Source material -
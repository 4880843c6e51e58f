//! Geometry primitives flowing through the pipeline.
//!
//! A [`Point`] carries two parallel attribute sets: the camera-space set
//! (`i`, `r`, `g`, `b`, `tex_x`, `tex_y`), valid up to perspective
//! projection, and the divided-by-z companions, which the projection stage
//! populates and the rasteriser consumes. Unlike the camera-space
//! attributes, each companion is linear in screen coordinates, which is
//! what makes perspective-correct scanline interpolation possible.

use crate::math::{transform, Mat4, Vec4};
use crate::resources::Bitmap;

/// A triangle vertex: homogeneous position plus per-vertex attributes.
#[derive(Clone, Copy, Debug, Default, PartialEq)]
pub struct Point {
    pub pos: Vec4,

    /// Camera-space attributes: light intensity, base colour (0-255) and
    /// texel coordinates (0..1).
    pub i: f64,
    pub r: f64,
    pub g: f64,
    pub b: f64,
    pub tex_x: f64,
    pub tex_y: f64,

    /// Screen-space companions, meaningful only after projection.
    pub inv_z: f64,
    pub i_div_z: f64,
    pub r_div_z: f64,
    pub g_div_z: f64,
    pub b_div_z: f64,
    pub tex_x_div_z: f64,
    pub tex_y_div_z: f64,
}

impl Point {
    /// A white, unlit, untextured vertex at `pos` — the loader default.
    pub fn new(pos: Vec4) -> Self {
        Self {
            pos,
            r: 255.0,
            g: 255.0,
            b: 255.0,
            ..Self::default()
        }
    }
}

/// Three points plus an optional texture; `None` means untextured.
#[derive(Clone, Copy, Debug)]
pub struct Triangle<'b> {
    pub points: [Point; 3],
    pub bitmap: Option<&'b Bitmap>,
}

impl<'b> Triangle<'b> {
    pub fn new(points: [Point; 3]) -> Self {
        Self {
            points,
            bitmap: None,
        }
    }
}

/// A loaded mesh. Immutable once built and shared across frames; models
/// borrow it rather than copying the triangle data.
#[derive(Debug, Default)]
pub struct Mesh<'b> {
    pub triangles: Vec<Triangle<'b>>,
}

/// An instance of a mesh placed in the world.
///
/// `rotation` holds Euler angles: x is the angle in the y-z plane, y in
/// the x-z plane, z in the x-y plane.
#[derive(Clone, Copy, Debug)]
pub struct Model<'a> {
    pub mesh: &'a Mesh<'a>,
    pub position: Vec4,
    pub scale: Vec4,
    pub rotation: Vec4,
}

/// World placement of a model: scale, then rotate, then translate.
pub fn model_transform(model: &Model<'_>) -> Mat4 {
    transform::translation(model.position[0], model.position[1], model.position[2])
        * transform::rotation_model(model.rotation[0], model.rotation[1], model.rotation[2])
        * transform::enlargement(model.scale[0], model.scale[1], model.scale[2])
}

Task instructions - Lines holding "scale": copy each one from the records above.

Problem solution -
    pub scale: Vec4,
/// World placement of a model: scale, then rotate, then translate.
        * transform::enlargement(model.scale[0], model.scale[1], model.scale[2])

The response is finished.